What the task requires
The answer must consist solely of the line containing "occupies bytes 5..7" and every line after it in the records below, through the last, each reproduced exactly.

[[ Data supplied, beginning ]]

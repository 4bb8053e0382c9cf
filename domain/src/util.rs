//! Shared utility functions.

/// Truncate a string to at most `max_bytes` without splitting a UTF-8
/// character. Used to keep prompts and model output short in logs and errors.
pub fn truncate_str(s: &str, max_bytes: usize) -> &str {
    if s.len() <= max_bytes {
        return s;
    }
    let mut end = max_bytes;
    while end > 0 && !s.is_char_boundary(end) {
        end -= 1;
    }
    &s[..end]
}

#[cfg(test)]
mod tests {
    use super::*;

    #[test]
    fn short_input_is_untouched() {
        assert_eq!(truncate_str("Paris", 10), "Paris");
        assert_eq!(truncate_str("", 10), "");
    }

    #[test]
    fn long_input_is_cut() {
        assert_eq!(truncate_str("What is the capital of France?", 7), "What is");
    }

    #[test]
    fn cut_backs_up_to_char_boundary() {
        // 'é' occupies bytes 5..7
        assert_eq!(truncate_str("Bogoté", 6), "Bogot");
        assert_eq!(truncate_str("Bogoté", 7), "Bogoté");
    }
}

[[ Data supplied, end ]]

Reply
        // 'é' occupies bytes 5..7
        assert_eq!(truncate_str("Bogoté", 6), "Bogot");
        assert_eq!(truncate_str("Bogoté", 7), "Bogoté");
    }
}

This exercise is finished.